Les modalités de remboursement des intrants durant les périodes de récolte suivent les cahiers de charges du GSDM (Husson and Rakotondramanana, 2006) : les semences et les engrais (un crédit exempt d’intérêt) devaient être remboursés en nature (riz) et/ou en numéraire ; les produits phytosanitaires en numéraire avec un intérêt de 1% par mois. Le remboursement se fait sur le compte du GSD ouvert dans une institution de microfinance. En fait, l’AC était proposée et associée à une intensification classique avec des engrais chimiques pour obtenir des augmentations conséquentes et significatives de rendement. Des techniciens socio-organisateurs appuient l’OP pour l’accès au crédit et l’approvisionnement en intrants. Le projet a également permis la valorisation de la plante de couverture en achetant les semences de stylosanthes auprès d’exploitants producteurs à raison de 12 000 Ar le kilo. A ce prix, la production de semence est plus rentable que les autres cultures (Penot, 2016, p. 314). En conséquence, une forte dynamique de production de semence s’est créée. En 2009, les semences ont été produites en grande quantité alors que le faible nombre de nouveaux adoptants ne permettait pas d’absorber la quantité produite et le prix des semences a fortement diminué.

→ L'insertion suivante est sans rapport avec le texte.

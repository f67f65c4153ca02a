use std::path::PathBuf;

/// Default address the server binds to.
pub const DEFAULT_HOST: &str = "0.0.0.0";
/// Default port shared by the server and the client.
pub const DEFAULT_PORT: u16 = 3000;

/// Default caption length, matching the reference model's generation limit.
pub const DEFAULT_MAX_TOKENS: usize = 20;

/// Which pretrained BLIP checkpoint to load.
#[derive(Clone, Copy, Debug, Default, PartialEq, Eq)]
pub enum BlipVariant {
    #[default]
    Base,
    Large,
}

impl BlipVariant {
    /// Hugging Face repository holding the checkpoint.
    pub fn model_id(&self) -> &'static str {
        match self {
            BlipVariant::Base => "Salesforce/blip-image-captioning-base",
            BlipVariant::Large => "Salesforce/blip-image-captioning-large",
        }
    }

    pub fn as_str(&self) -> &'static str {
        match self {
            BlipVariant::Base => "base",
            BlipVariant::Large => "large",
        }
    }
}

impl std::str::FromStr for BlipVariant {
    type Err = String;

    fn from_str(s: &str) -> Result<Self, Self::Err> {
        match s.to_ascii_lowercase().as_str() {
            "base" => Ok(BlipVariant::Base),
            "large" => Ok(BlipVariant::Large),
            other => Err(format!("unknown BLIP variant: {other} (expected base or large)")),
        }
    }
}

/// Where the BLIP weights come from and how captions are generated.
#[derive(Clone, Debug)]
pub struct BlipConfig {
    pub variant: BlipVariant,
    /// Hub repository; defaults to the variant's repository.
    pub model_id: Option<String>,
    pub revision: String,
    /// Local `model.safetensors`, skipping the hub download.
    pub weights: Option<PathBuf>,
    /// Local `tokenizer.json`, skipping the hub download.
    pub tokenizer: Option<PathBuf>,
    /// Run on the CPU even when an accelerator is available.
    pub cpu: bool,
    /// Upper bound on generated tokens per caption.
    pub max_tokens: usize,
}

impl Default for BlipConfig {
    fn default() -> Self {
        Self {
            variant: BlipVariant::default(),
            model_id: None,
            revision: "main".to_string(),
            weights: None,
            tokenizer: None,
            cpu: false,
            max_tokens: DEFAULT_MAX_TOKENS,
        }
    }
}

impl BlipConfig {
    /// The repository that weights and tokenizer are fetched from.
    pub fn repo_id(&self) -> &str {
        self.model_id
            .as_deref()
            .unwrap_or_else(|| self.variant.model_id())
    }
}
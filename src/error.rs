/// Errors surfaced by a single caption request.
///
/// Every variant is scoped to the request that produced it. None of them leave shared
/// state behind, so the next request starts clean.
#[derive(Debug, thiserror::Error)]
pub enum CaptionError {
    /// Neither a recognized URL nor a readable byte stream was provided.
    #[error("invalid image input: {0}")]
    InvalidInput(String),

    /// The remote image could not be retrieved.
    #[error("failed to fetch image from {url}: {reason}")]
    Fetch {
        /// The address that was requested.
        url: String,
        /// Transport, status or body failure.
        reason: String,
    },

    /// The bytes are not a supported (JPEG/PNG) image or are corrupt.
    #[error("failed to decode image: {0}")]
    Decode(String),

    /// The captioning model failed; the model's own error is kept as the source.
    #[error("caption inference failed: {0}")]
    Inference(#[source] Box<dyn std::error::Error + Send + Sync + 'static>),

    /// The decoded image could not be encoded for download.
    #[error("failed to encode image: {0}")]
    Encode(String),
}

impl CaptionError {
    /// Wraps a model error without altering it.
    pub fn inference<E>(err: E) -> Self
    where
        E: std::error::Error + Send + Sync + 'static,
    {
        CaptionError::Inference(Box::new(err))
    }

    pub(crate) fn fetch(url: &str, reason: impl ToString) -> Self {
        CaptionError::Fetch {
            url: url.to_string(),
            reason: reason.to_string(),
        }
    }

    /// Short machine-readable name of the error kind.
    pub fn kind(&self) -> &'static str {
        match self {
            CaptionError::InvalidInput(_) => "invalid_input",
            CaptionError::Fetch { .. } => "fetch",
            CaptionError::Decode(_) => "decode",
            CaptionError::Inference(_) => "inference",
            CaptionError::Encode(_) => "encode",
        }
    }
}

impl From<image::ImageError> for CaptionError {
    fn from(err: image::ImageError) -> Self {
        CaptionError::Decode(err.to_string())
    }
}
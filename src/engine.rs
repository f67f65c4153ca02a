use crate::acquire::DecodedImage;
use crate::error::CaptionError;
use crate::model::{Caption, CaptioningModel, request_caption};
use std::{
    any::Any,
    panic::{self, AssertUnwindSafe},
    sync::{
        Arc, Mutex, PoisonError,
        atomic::{AtomicU64, Ordering},
        mpsc,
    },
    thread::JoinHandle,
    time::{Duration, Instant},
};
use tokio::sync::oneshot;

/// Represents the current state of the caption engine.
#[derive(Clone, Debug, PartialEq)]
pub enum CaptionEngineState {
    /// Waiting for the next image.
    Idle,
    /// The model is captioning an image.
    Processing,
}

impl CaptionEngineState {
    /// Returns the state as a string representation.
    pub fn as_str(&self) -> &'static str {
        match self {
            CaptionEngineState::Idle => "idle",
            CaptionEngineState::Processing => "processing",
        }
    }
}

type CaptionReply = oneshot::Sender<Result<CaptionEngineResponse, CaptionError>>;

struct CaptionEngineRequest {
    id: u64,
    image: DecodedImage,
    reply: CaptionReply,
}

/// A finished caption together with its timing and the image it describes.
pub struct CaptionEngineResponse {
    /// Identifier assigned when the request was queued.
    pub id: u64,
    /// When the model started on this image.
    pub start_time: Instant,
    /// Time spent inside the model.
    pub duration: Duration,
    pub caption: Caption,
    /// The captioned image, handed back to the caller.
    pub image: DecodedImage,
}

/// Owns a captioning model on a dedicated thread and feeds it one image at a time.
///
/// The model is moved in once at construction and never shared, so requests coming from
/// concurrent callers are captioned strictly in arrival order.
pub struct CaptionEngine {
    model_id: String,
    state: Arc<Mutex<CaptionEngineState>>,
    req_tx: Option<mpsc::Sender<CaptionEngineRequest>>,
    inference_handle: Option<JoinHandle<()>>,
    id_counter: AtomicU64,
}

impl CaptionEngine {
    /// Creates a new engine and starts its inference thread.
    ///
    /// # Arguments
    /// * `model_id` - Name used in logs
    /// * `model` - The model that will caption every request
    pub fn new<M>(model_id: impl Into<String>, mut model: M) -> Self
    where
        M: CaptioningModel + Send + 'static,
    {
        let model_id = model_id.into();
        let (req_tx, req_rx) = mpsc::channel::<CaptionEngineRequest>();
        let state = Arc::new(Mutex::new(CaptionEngineState::Idle));

        let inference_handle = std::thread::spawn({
            let state = state.clone();
            let model_id = model_id.clone();
            move || {
                while let Ok(req) = req_rx.recv() {
                    if req.reply.is_closed() {
                        log::debug!("Caller of request {} went away, skipping", req.id);
                        continue;
                    }

                    log::debug!("Captioning request {} with {model_id}", req.id);

                    set_state(&state, CaptionEngineState::Processing);
                    let start_time = Instant::now();

                    // a panicking model fails this request only
                    let caption = panic::catch_unwind(AssertUnwindSafe(|| {
                        request_caption(&req.image, &mut model)
                    }))
                    .unwrap_or_else(|payload| Err(model_panicked(payload)));

                    let result = caption.map(|caption| CaptionEngineResponse {
                        id: req.id,
                        start_time,
                        duration: start_time.elapsed(),
                        caption,
                        image: req.image,
                    });

                    match &result {
                        Ok(response) => {
                            log::debug!("Request {} captioned in {:?}", req.id, response.duration)
                        }
                        Err(e) => log::warn!("Request {} failed: {e}", req.id),
                    }

                    set_state(&state, CaptionEngineState::Idle);

                    if req.reply.send(result).is_err() {
                        log::debug!("Caller of request {} went away", req.id);
                    }
                }
                log::debug!("Caption engine for {model_id} stopped");
            }
        });

        Self {
            model_id,
            state,
            req_tx: Some(req_tx),
            inference_handle: Some(inference_handle),
            id_counter: AtomicU64::new(0),
        }
    }

    pub fn model_id(&self) -> &str {
        &self.model_id
    }

    /// Returns the current state of the engine.
    pub fn state(&self) -> CaptionEngineState {
        self.state
            .lock()
            .unwrap_or_else(PoisonError::into_inner)
            .clone()
    }

    /// Queues an image and waits for its caption.
    pub async fn caption(
        &self,
        image: DecodedImage,
    ) -> Result<CaptionEngineResponse, CaptionError> {
        let tx = self.req_tx.as_ref().ok_or_else(engine_stopped)?;

        let id = self.id_counter.fetch_add(1, Ordering::Relaxed);
        let (reply, rx) = oneshot::channel();
        tx.send(CaptionEngineRequest { id, image, reply })
            .map_err(|_| engine_stopped())?;

        rx.await.map_err(|_| engine_stopped())?
    }

    /// Stops the engine and waits for the inference thread to finish queued requests.
    pub fn stop(&mut self) {
        self.req_tx.take();
        if let Some(handle) = self.inference_handle.take() {
            if handle.join().is_err() {
                log::error!("Caption engine thread for {} panicked", self.model_id);
            }
        }
    }
}

impl Drop for CaptionEngine {
    fn drop(&mut self) {
        self.stop();
    }
}

fn set_state(state: &Mutex<CaptionEngineState>, next: CaptionEngineState) {
    *state.lock().unwrap_or_else(PoisonError::into_inner) = next;
}

fn engine_stopped() -> CaptionError {
    CaptionError::inference(std::io::Error::other("caption engine is not running"))
}

fn model_panicked(payload: Box<dyn Any + Send>) -> CaptionError {
    let message = payload
        .downcast_ref::<&str>()
        .map(|s| s.to_string())
        .or_else(|| payload.downcast_ref::<String>().cloned())
        .unwrap_or_else(|| "unknown panic".to_string());
    CaptionError::inference(std::io::Error::other(format!("model panicked: {message}")))
}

Cette première phase du projet a rencontré des difficultés de mise œuvre dues à une grande dispersion géographique des exploitants, un manque d’efficacité de l’appui-conseil individuel pour une diffusion de masse, un faible niveau de remboursement des crédits, un manque d’organisation de la production de semence et une multiplication de petits groupements de paysans opportunistes.

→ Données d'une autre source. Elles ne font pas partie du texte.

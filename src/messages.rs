use crate::acquire::ImageReference;
use crate::error::CaptionError;
use base64::{Engine as _, engine::general_purpose};
use serde::{Deserialize, Serialize};
use std::time::Duration;

/// Body of `POST /api/caption`. Exactly one of the fields must be set.
#[derive(Debug, Clone, Default, Deserialize, Serialize)]
pub struct CaptionRequest {
    /// A http(s) address to fetch the image from.
    #[serde(default, skip_serializing_if = "Option::is_none")]
    pub url: Option<String>,
    /// A base64 encoded JPEG or PNG.
    #[serde(default, skip_serializing_if = "Option::is_none")]
    pub image: Option<String>,
}

impl CaptionRequest {
    pub fn from_url(url: impl Into<String>) -> Self {
        Self {
            url: Some(url.into()),
            image: None,
        }
    }

    pub fn from_image_bytes(bytes: &[u8]) -> Self {
        Self {
            url: None,
            image: Some(general_purpose::STANDARD.encode(bytes)),
        }
    }
}

impl TryFrom<CaptionRequest> for ImageReference {
    type Error = CaptionError;

    fn try_from(req: CaptionRequest) -> Result<Self, Self::Error> {
        let url = req.url.filter(|url| !url.trim().is_empty());
        let image = req.image.filter(|image| !image.is_empty());

        match (url, image) {
            (Some(url), None) => Ok(ImageReference::RemoteUrl(url.trim().to_string())),
            (None, Some(image)) => {
                let bytes = general_purpose::STANDARD.decode(image).map_err(|e| {
                    CaptionError::InvalidInput(format!("image is not valid base64: {e}"))
                })?;
                Ok(ImageReference::from_bytes(bytes))
            }
            (Some(_), Some(_)) => Err(CaptionError::InvalidInput(
                "provide either an image url or image data, not both".to_string(),
            )),
            (None, None) => Err(CaptionError::InvalidInput(
                "provide an image url or image data".to_string(),
            )),
        }
    }
}

/// Successful reply of `POST /api/caption`.
#[derive(Debug, Clone, Deserialize, Serialize)]
pub struct CaptionResponse {
    pub caption: String,
    pub width: usize,
    pub height: usize,
    pub duration: Duration,
    /// The captioned image as a base64 encoded PNG, offered as `image.png`.
    pub image: String,
}

impl CaptionResponse {
    /// Decodes the PNG carried in the response.
    pub fn png(&self) -> Result<Vec<u8>, base64::DecodeError> {
        general_purpose::STANDARD.decode(&self.image)
    }
}
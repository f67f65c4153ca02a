use crate::acquire::DecodedImage;
use crate::error::CaptionError;

/// A pretrained image captioning model, used as a black box.
///
/// Implementors expose the three stages of caption generation. The crate never looks
/// inside `Input` or the token ids; it only threads them from one stage to the next.
pub trait CaptioningModel {
    /// Model-ready form of an image, e.g. a normalized tensor.
    type Input;
    /// The error type that can be returned by any stage.
    type Error: std::error::Error + Send + Sync + 'static;

    /// Turns a decoded image into model input.
    fn preprocess(&self, image: &DecodedImage) -> Result<Self::Input, Self::Error>;

    /// Generates the caption token sequence.
    fn generate(&mut self, input: Self::Input) -> Result<Vec<u32>, Self::Error>;

    /// Turns generated tokens back into text.
    fn decode(&self, tokens: &[u32]) -> Result<String, Self::Error>;
}

/// The text produced by a captioning model for one image.
#[derive(Clone, Debug, PartialEq, Eq)]
pub struct Caption(String);

impl Caption {
    pub fn new(text: impl Into<String>) -> Self {
        Self(text.into())
    }

    pub fn as_str(&self) -> &str {
        &self.0
    }

    pub fn into_inner(self) -> String {
        self.0
    }
}

impl std::fmt::Display for Caption {
    fn fmt(&self, f: &mut std::fmt::Formatter<'_>) -> std::fmt::Result {
        f.write_str(&self.0)
    }
}

/// Runs one image through the model's preprocess, generate and decode stages.
///
/// Any model failure is returned as [`CaptionError::Inference`] with the model's error
/// as its source. There are no retries.
pub fn request_caption<M: CaptioningModel>(
    image: &DecodedImage,
    model: &mut M,
) -> Result<Caption, CaptionError> {
    let input = model.preprocess(image).map_err(CaptionError::inference)?;
    let tokens = model.generate(input).map_err(CaptionError::inference)?;
    log::debug!("Generated {} caption tokens", tokens.len());

    let text = model.decode(&tokens).map_err(CaptionError::inference)?;

    Ok(Caption::new(text.trim()))
}
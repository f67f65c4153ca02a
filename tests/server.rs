use kornia_caption::{
    decode_image,
    messages::{CaptionRequest, CaptionResponse},
};
use reqwest::StatusCode;
use serde_json::Value;

mod common;

async fn post_json(addr: std::net::SocketAddr, req: &CaptionRequest) -> (StatusCode, Value) {
    let response = reqwest::Client::new()
        .post(format!("http://{addr}/api/caption"))
        .json(req)
        .send()
        .await
        .unwrap();
    let status = response.status();
    (status, response.json().await.unwrap())
}

#[tokio::test]
async fn test_api_caption_upload() {
    let addr = common::serve_captioner().await;

    let req = CaptionRequest::from_image_bytes(&common::red_png());
    let (status, mut body) = post_json(addr, &req).await;
    assert_eq!(status, StatusCode::OK);
    assert_eq!(body["status"], "success");

    let response: CaptionResponse = serde_json::from_value(body["response"].take()).unwrap();
    assert_eq!(response.caption, "a red square");
    assert_eq!((response.width, response.height), (10, 10));

    let download = decode_image(&response.png().unwrap()).unwrap();
    assert_eq!((download.width(), download.height()), (10, 10));
    assert!(download.as_slice().chunks(3).all(|px| px == [255, 0, 0]));
}

#[tokio::test]
async fn test_api_caption_url() {
    let images = common::serve_images().await;
    let addr = common::serve_captioner().await;

    let req = CaptionRequest::from_url(format!("http://{images}/cat.jpg"));
    let (status, body) = post_json(addr, &req).await;

    assert_eq!(status, StatusCode::OK);
    assert_eq!(body["response"]["caption"], "a green square");
    assert_eq!(body["response"]["width"], 40);
    assert_eq!(body["response"]["height"], 30);
}

#[tokio::test]
async fn test_api_caption_unreachable_url() {
    let addr = common::serve_captioner().await;

    let req = CaptionRequest::from_url(format!("http://{}/cat.jpg", common::refused_addr()));
    let (status, body) = post_json(addr, &req).await;

    assert_eq!(status, StatusCode::BAD_GATEWAY);
    assert_eq!(body["status"], "error");
    assert_eq!(body["kind"], "fetch");
    assert!(body.get("response").is_none());
}

#[tokio::test]
async fn test_api_caption_invalid_input() {
    let addr = common::serve_captioner().await;

    let (status, body) = post_json(addr, &CaptionRequest::default()).await;
    assert_eq!(status, StatusCode::BAD_REQUEST);
    assert_eq!(body["kind"], "invalid_input");

    let req = CaptionRequest::from_url("ftp://example.com/cat.jpg");
    let (status, body) = post_json(addr, &req).await;
    assert_eq!(status, StatusCode::BAD_REQUEST);
    assert_eq!(body["kind"], "invalid_input");

    let (status, body) = post_json(addr, &CaptionRequest::from_image_bytes(b"GIF89a")).await;
    assert_eq!(status, StatusCode::UNPROCESSABLE_ENTITY);
    assert_eq!(body["kind"], "decode");
}

#[tokio::test]
async fn test_api_caption_malformed_body() {
    let addr = common::serve_captioner().await;
    let client = reqwest::Client::new();

    let bodies = [
        client
            .post(format!("http://{addr}/api/caption"))
            .json(&serde_json::json!({ "url": 5 })),
        client
            .post(format!("http://{addr}/api/caption"))
            .header("content-type", "application/json")
            .body("{not json"),
        client
            .post(format!("http://{addr}/api/caption"))
            .body(r#"{"url": "http://example.com/cat.jpg"}"#),
    ];

    for request in bodies {
        let response = request.send().await.unwrap();
        assert_eq!(response.status(), StatusCode::BAD_REQUEST);

        let body: Value = response.json().await.unwrap();
        assert_eq!(body["status"], "error");
        assert_eq!(body["kind"], "invalid_input");
        assert!(body["message"].as_str().unwrap().contains("malformed request"));
    }
}

#[tokio::test]
async fn test_model_failure_does_not_affect_next_request() {
    let addr = common::serve_captioner().await;

    let black = common::encode(4, 4, [0, 0, 0], image::ImageFormat::Png);
    let (status, body) = post_json(addr, &CaptionRequest::from_image_bytes(&black)).await;
    assert_eq!(status, StatusCode::INTERNAL_SERVER_ERROR);
    assert_eq!(body["kind"], "inference");
    assert!(body["message"].as_str().unwrap().contains("model crashed"));

    let req = CaptionRequest::from_image_bytes(&common::red_png());
    let (status, body) = post_json(addr, &req).await;
    assert_eq!(status, StatusCode::OK);
    assert_eq!(body["response"]["caption"], "a red square");
}

#[tokio::test]
async fn test_page_form_upload() {
    let addr = common::serve_captioner().await;
    let client = reqwest::Client::new();

    let index = client
        .get(format!("http://{addr}/"))
        .send()
        .await
        .unwrap()
        .text()
        .await
        .unwrap();
    assert!(index.contains("Image Captioning with BLIP"));
    assert!(index.contains(r#"name="image""#));

    let form = reqwest::multipart::Form::new()
        .text("source", "upload")
        .text("url", "")
        .part(
            "image",
            reqwest::multipart::Part::bytes(common::red_png())
                .file_name("red.png")
                .mime_str("image/png")
                .unwrap(),
        );
    let response = client
        .post(format!("http://{addr}/caption"))
        .multipart(form)
        .send()
        .await
        .unwrap();

    assert_eq!(response.status(), StatusCode::OK);
    let page = response.text().await.unwrap();
    assert!(page.contains("Generated Caption: a red square"));
    assert!(page.contains(r#"download="image.png""#));
    assert!(page.contains("data:image/png;base64,"));
}

#[tokio::test]
async fn test_page_form_unreachable_url() {
    let addr = common::serve_captioner().await;

    let form = reqwest::multipart::Form::new()
        .text("source", "url")
        .text("url", format!("http://{}/cat.jpg", common::refused_addr()));
    let response = reqwest::Client::new()
        .post(format!("http://{addr}/caption"))
        .multipart(form)
        .send()
        .await
        .unwrap();

    assert_eq!(response.status(), StatusCode::BAD_GATEWAY);
    let page = response.text().await.unwrap();
    assert!(page.contains("Error: failed to fetch image"));
    assert!(!page.contains("Generated Caption"));
}

#[tokio::test]
async fn test_status() {
    let addr = common::serve_captioner().await;

    let body: Value = reqwest::get(format!("http://{addr}/status"))
        .await
        .unwrap()
        .json()
        .await
        .unwrap();

    assert_eq!(body["status"], "idle");
    assert_eq!(body["model"], "color");
}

Deuxième phase du projet (2009 à 2012)

Sur la base de l’évaluation de la première phase, les modalités de dissémination ont été modifiées durant la seconde phase du projet : (i) les interventions ont été concentrées dans 4 sur les 8 communes de la première phase ; (ii) le projet ne s’est pas limité à des conseils techniques à la parcelle mais a pris en compte l’ensemble de l’exploitation agricole ; (iii) l’appui-conseil a été mis en œuvre en groupe ; (iv) le crédit à caution solidaire et le préfinancement ont été abandonnés (les paysans étant censés autoproduire leurs propres semences) ; (v) seulement quelques paysans, dit “paysans pilotes”, ont été formés pour la production de semences ; (v) seuls les groupements qui n’ont pas un caractère opportuniste ont été retenus et formés sur la gestion et le fonctionnement d’une organisation. Les techniciens socio-organisateurs assuraient la formation au niveau des OP.

Le contrôle de la plante de couverture pour le cas de l’AC à base de stylosanthes (annexe 5) avait été identifié comme une contrainte forte pour la mise en œuvre de cette technique en raison de l’importance et de la pénibilité du travail manuel. De ce fait, à partir de 2011, le Fonds Régional pour le Développement Agricole (FRDA) par le biais du projet BVPI a subventionné partiellement l’achat de rouleaux aux groupements existants pour une utilisation collective.